Hans and Verba knew that even a queen who is not cruel can be ruthless when crossed while in pursuit of her goal, and they stayed away from the palace and the court even after Snow was crowned because they were wary of coming to the notice of royalty, even when the royal person was someone they had befriended and loved when she was younger. Snow, however, visited them at their humble abode, accompanied by her trio of protectors and disguised as a boy. The visit went well, with friendships renewed, although Hans and Verba could not bring themselves to treat her as just another friend from their youthful years, and they were happy and relieved that she did not want to renew their fun and games, which they limited to only themselves. There were other meetings as she continued to reign, and Hans and Verba came to the conclusion that they had done well in preparing the young princess for her life. Most of the people were happy more often than they were unhappy, and, in the real word, that is the best for which one can hope.

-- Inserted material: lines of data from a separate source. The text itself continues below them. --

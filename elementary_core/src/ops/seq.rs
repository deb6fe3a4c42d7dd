//! `seq`/`seq2`: step sequencers driven by a trigger input (spec §4.3).
//!
//! The `sequence` property can be replaced wholesale at any time; the actual
//! control-thread → audio-thread handoff for that replacement is generic
//! (every property write is marshalled through the same per-node queue in
//! `elementary_runtime`'s reconciler), so these nodes just hold the array
//! directly and trust it's only ever swapped between blocks.

use elementary_primitives::{Name, Value};

use crate::error::ErrorCode;
use crate::node::{input_or_silence, Event, GraphNode, NodeContext, PropertyContext, PropertyMap};

fn read_sequence(value: &Value) -> Option<Vec<f32>> {
    let arr = value.as_array()?;
    arr.iter().map(Value::as_f32).collect()
}

/// `seq(trig)`: steps one index forward on each rising edge of input0,
/// wrapping at the end of `sequence`. With `hold` set, the stepped-to value
/// is held until the next edge; otherwise it's emitted only on the trigger
/// sample and silence fills the rest.
pub struct SeqNode {
    sequence: Vec<f32>,
    hold: bool,
    index: usize,
    last_trigger: f32,
    props: PropertyMap,
}
impl SeqNode {
    pub fn new() -> Self {
        let mut props = PropertyMap::new();
        props.set("sequence", Value::Array(Vec::new()));
        props.set("hold", Value::Bool(true));
        Self {
            sequence: Vec::new(),
            hold: true,
            index: 0,
            last_trigger: 0.0,
            props,
        }
    }

    fn step(&mut self) -> f32 {
        if self.sequence.is_empty() {
            return 0.0;
        }
        let value = self.sequence[self.index];
        self.index = (self.index + 1) % self.sequence.len();
        value
    }
}
impl GraphNode for SeqNode {
    fn kind(&self) -> &'static str {
        "seq"
    }
    fn min_inputs(&self) -> usize {
        1
    }
    fn set_property(&mut self, _ctx: &PropertyContext, key: &str, value: &Value) -> Result<(), ErrorCode> {
        match key {
            "sequence" => {
                let seq = read_sequence(value).ok_or(ErrorCode::InvalidPropertyType)?;
                self.sequence = seq;
                self.index = 0;
                self.props.set("sequence", value.clone());
                Ok(())
            }
            "hold" => {
                let hold = value.as_bool().ok_or(ErrorCode::InvalidPropertyType)?;
                self.hold = hold;
                self.props.set("hold", value.clone());
                Ok(())
            }
            _ => Err(ErrorCode::InvalidPropertyValue),
        }
    }
    fn properties(&self) -> &PropertyMap {
        &self.props
    }
    fn process(&mut self, ctx: &mut NodeContext, inputs: &[Option<&[f32]>], output: &mut [f32]) {
        let silence = vec![0.0f32; ctx.block_size];
        let trig = input_or_silence(inputs, 0, &silence);
        let mut held = 0.0;
        for i in 0..output.len() {
            if trig[i] > 0.0 && self.last_trigger <= 0.0 {
                held = self.step();
                output[i] = held;
            } else {
                output[i] = if self.hold { held } else { 0.0 };
            }
            self.last_trigger = trig[i];
        }
    }
    fn process_events(&mut self, _emit: &mut dyn FnMut(Event)) {}
    fn reset(&mut self) {
        self.index = 0;
        self.last_trigger = 0.0;
    }
}

/// `seq2(trig)`: like `seq`, but also emits a `"seq2"` event carrying
/// `{value, index}` on every advance, so control-thread listeners can track
/// sequence position without polling the audio output.
pub struct Seq2Node {
    sequence: Vec<f32>,
    hold: bool,
    index: usize,
    last_trigger: f32,
    pending: Vec<(usize, f32)>,
    props: PropertyMap,
}
impl Seq2Node {
    pub fn new() -> Self {
        let mut props = PropertyMap::new();
        props.set("sequence", Value::Array(Vec::new()));
        props.set("hold", Value::Bool(true));
        Self {
            sequence: Vec::new(),
            hold: true,
            index: 0,
            last_trigger: 0.0,
            pending: Vec::new(),
            props,
        }
    }
}
impl GraphNode for Seq2Node {
    fn kind(&self) -> &'static str {
        "seq2"
    }
    fn min_inputs(&self) -> usize {
        1
    }
    fn set_property(&mut self, _ctx: &PropertyContext, key: &str, value: &Value) -> Result<(), ErrorCode> {
        match key {
            "sequence" => {
                let seq = read_sequence(value).ok_or(ErrorCode::InvalidPropertyType)?;
                self.sequence = seq;
                self.index = 0;
                self.props.set("sequence", value.clone());
                Ok(())
            }
            "hold" => {
                let hold = value.as_bool().ok_or(ErrorCode::InvalidPropertyType)?;
                self.hold = hold;
                self.props.set("hold", value.clone());
                Ok(())
            }
            _ => Err(ErrorCode::InvalidPropertyValue),
        }
    }
    fn properties(&self) -> &PropertyMap {
        &self.props
    }
    fn process(&mut self, ctx: &mut NodeContext, inputs: &[Option<&[f32]>], output: &mut [f32]) {
        let silence = vec![0.0f32; ctx.block_size];
        let trig = input_or_silence(inputs, 0, &silence);
        let mut held = 0.0;
        for i in 0..output.len() {
            if trig[i] > 0.0 && self.last_trigger <= 0.0 && !self.sequence.is_empty() {
                let idx = self.index;
                held = self.sequence[idx];
                self.index = (self.index + 1) % self.sequence.len();
                self.pending.push((idx, held));
                output[i] = held;
            } else {
                output[i] = if self.hold { held } else { 0.0 };
            }
            self.last_trigger = trig[i];
        }
    }
    fn process_events(&mut self, emit: &mut dyn FnMut(Event)) {
        for (index, value) in self.pending.drain(..) {
            let mut data = std::collections::BTreeMap::new();
            data.insert(Name::from("index"), Value::Number(index as f64));
            data.insert(Name::from("value"), Value::Number(value as f64));
            emit(Event {
                kind: Name::from("seq2"),
                source: None,
                data: Value::Map(data),
            });
        }
    }
    fn reset(&mut self) {
        self.index = 0;
        self.last_trigger = 0.0;
        self.pending.clear();
    }
}

#[cfg(test)]
mod tests {
    use super::*;

    fn ctx_parts() -> (crate::log::RtLogSender, crate::resource::TapBus) {
        (crate::log::RtLogSender::non_rt(), crate::resource::TapBus::new())
    }

    fn set_sequence(node: &mut SeqNode, values: &[f32]) {
        let resources = crate::resource::SharedResourceMap::new();
        let pctx = PropertyContext {
            sample_rate: 48_000,
            block_size: 4,
            resources: &resources,
        };
        let arr = Value::Array(values.iter().map(|v| Value::Number(*v as f64)).collect());
        node.set_property(&pctx, "sequence", &arr).unwrap();
    }

    #[test]
    fn seq_advances_on_rising_edges_and_wraps() {
        let mut node = SeqNode::new();
        set_sequence(&mut node, &[1.0, 2.0, 3.0]);
        let (mut logger, mut tap) = ctx_parts();
        let mut ctx = NodeContext::new(48_000, 5, 0, &mut logger, &mut tap);
        let trig = [1.0, 0.0, 1.0, 0.0, 1.0];
        let mut out = vec![0.0; 5];
        node.process(&mut ctx, &[Some(&trig)], &mut out);
        assert_eq!(out, vec![1.0, 1.0, 2.0, 2.0, 3.0]);
    }

    #[test]
    fn seq2_emits_index_and_value_events() {
        let mut node = Seq2Node::new();
        let resources = crate::resource::SharedResourceMap::new();
        let pctx = PropertyContext {
            sample_rate: 48_000,
            block_size: 4,
            resources: &resources,
        };
        let arr = Value::Array(vec![Value::Number(9.0), Value::Number(8.0)]);
        node.set_property(&pctx, "sequence", &arr).unwrap();
        let (mut logger, mut tap) = ctx_parts();
        let mut ctx = NodeContext::new(48_000, 2, 0, &mut logger, &mut tap);
        let trig = [1.0, 1.0];
        let mut out = vec![0.0; 2];
        node.process(&mut ctx, &[Some(&trig)], &mut out);
        let mut events = Vec::new();
        node.process_events(&mut |e| events.push(e));
        assert_eq!(events.len(), 2);
    }
}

It's unlikely anyone would care about the fate of Lord Walter after his encounter with Snow; however, his brother did take over as lord of the little realm and was ultimately forced to kill Walter, who made several attempts on the new lord's life. It should never be thought that the brother was a good man, but, in common with most men, he was less cruel than Walter, and the people over whom he had power found him a better master than Walter. It was no longer a crime to smile, and people sometimes even had reason to smile.